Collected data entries
:::
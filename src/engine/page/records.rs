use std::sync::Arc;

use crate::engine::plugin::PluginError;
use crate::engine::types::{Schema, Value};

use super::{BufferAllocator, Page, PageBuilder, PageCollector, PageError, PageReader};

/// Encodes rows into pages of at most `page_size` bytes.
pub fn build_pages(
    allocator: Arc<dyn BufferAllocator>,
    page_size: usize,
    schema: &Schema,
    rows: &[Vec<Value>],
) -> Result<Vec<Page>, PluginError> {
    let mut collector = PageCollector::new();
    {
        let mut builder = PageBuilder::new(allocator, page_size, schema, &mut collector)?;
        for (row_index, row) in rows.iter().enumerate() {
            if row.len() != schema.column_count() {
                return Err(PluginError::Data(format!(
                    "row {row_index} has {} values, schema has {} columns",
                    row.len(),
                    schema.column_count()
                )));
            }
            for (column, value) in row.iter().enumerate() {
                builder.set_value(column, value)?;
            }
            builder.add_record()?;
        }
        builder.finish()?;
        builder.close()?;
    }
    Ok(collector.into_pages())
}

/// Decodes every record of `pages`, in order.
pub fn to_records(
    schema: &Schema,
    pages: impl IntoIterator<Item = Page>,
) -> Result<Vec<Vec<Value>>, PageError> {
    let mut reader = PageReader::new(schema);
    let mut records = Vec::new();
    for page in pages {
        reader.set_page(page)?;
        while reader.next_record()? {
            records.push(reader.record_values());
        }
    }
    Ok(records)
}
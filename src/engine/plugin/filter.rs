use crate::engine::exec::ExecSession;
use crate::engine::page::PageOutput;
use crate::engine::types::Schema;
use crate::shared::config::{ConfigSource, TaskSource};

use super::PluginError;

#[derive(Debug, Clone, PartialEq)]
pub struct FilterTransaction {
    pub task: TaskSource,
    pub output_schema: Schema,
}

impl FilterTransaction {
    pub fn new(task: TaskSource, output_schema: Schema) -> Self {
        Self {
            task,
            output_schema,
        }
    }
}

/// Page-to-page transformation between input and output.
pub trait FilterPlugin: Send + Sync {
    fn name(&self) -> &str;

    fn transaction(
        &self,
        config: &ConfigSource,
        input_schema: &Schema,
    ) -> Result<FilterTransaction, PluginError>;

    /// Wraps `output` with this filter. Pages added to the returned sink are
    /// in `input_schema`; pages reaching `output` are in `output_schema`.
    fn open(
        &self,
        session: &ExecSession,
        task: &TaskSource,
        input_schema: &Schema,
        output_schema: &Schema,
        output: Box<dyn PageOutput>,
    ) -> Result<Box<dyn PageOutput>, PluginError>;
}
:::
Copy out the entries in full, exactly as they appear.

◆ Written solution
filename src/engine/page/records.rs
use std::sync::Arc;

use crate::engine::plugin::PluginError;
use crate::engine::types::{Schema, Value};

use super::{BufferAllocator, Page, PageBuilder, PageCollector, PageError, PageReader};

/// Encodes rows into pages of at most `page_size` bytes.
pub fn build_pages(
    allocator: Arc<dyn BufferAllocator>,
    page_size: usize,
    schema: &Schema,
    rows: &[Vec<Value>],
) -> Result<Vec<Page>, PluginError> {
    let mut collector = PageCollector::new();
    {
        let mut builder = PageBuilder::new(allocator, page_size, schema, &mut collector)?;
        for (row_index, row) in rows.iter().enumerate() {
            if row.len() != schema.column_count() {
                return Err(PluginError::Data(format!(
                    "row {row_index} has {} values, schema has {} columns",
                    row.len(),
                    schema.column_count()
                )));
            }
            for (column, value) in row.iter().enumerate() {
                builder.set_value(column, value)?;
            }
            builder.add_record()?;
        }
        builder.finish()?;
        builder.close()?;
    }
    Ok(collector.into_pages())
}

/// Decodes every record of `pages`, in order.
pub fn to_records(
    schema: &Schema,
    pages: impl IntoIterator<Item = Page>,
) -> Result<Vec<Vec<Value>>, PageError> {
    let mut reader = PageReader::new(schema);
    let mut records = Vec::new();
    for page in pages {
        reader.set_page(page)?;
        while reader.next_record()? {
            records.push(reader.record_values());
        }
    }
    Ok(records)
}
filename src/engine/plugin/filter.rs
use crate::engine::exec::ExecSession;
use crate::engine::page::PageOutput;
use crate::engine::types::Schema;
use crate::shared::config::{ConfigSource, TaskSource};

use super::PluginError;

#[derive(Debug, Clone, PartialEq)]
pub struct FilterTransaction {
    pub task: TaskSource,
    pub output_schema: Schema,
}

impl FilterTransaction {
    pub fn new(task: TaskSource, output_schema: Schema) -> Self {
        Self {
            task,
            output_schema,
        }
    }
}

/// Page-to-page transformation between input and output.
pub trait FilterPlugin: Send + Sync {
    fn name(&self) -> &str;

    fn transaction(
        &self,
        config: &ConfigSource,
        input_schema: &Schema,
    ) -> Result<FilterTransaction, PluginError>;

    /// Wraps `output` with this filter. Pages added to the returned sink are
    /// in `input_schema`; pages reaching `output` are in `output_schema`.
    fn open(
        &self,
        session: &ExecSession,
        task: &TaskSource,
        input_schema: &Schema,
        output_schema: &Schema,
        output: Box<dyn PageOutput>,
    ) -> Result<Box<dyn PageOutput>, PluginError>;
}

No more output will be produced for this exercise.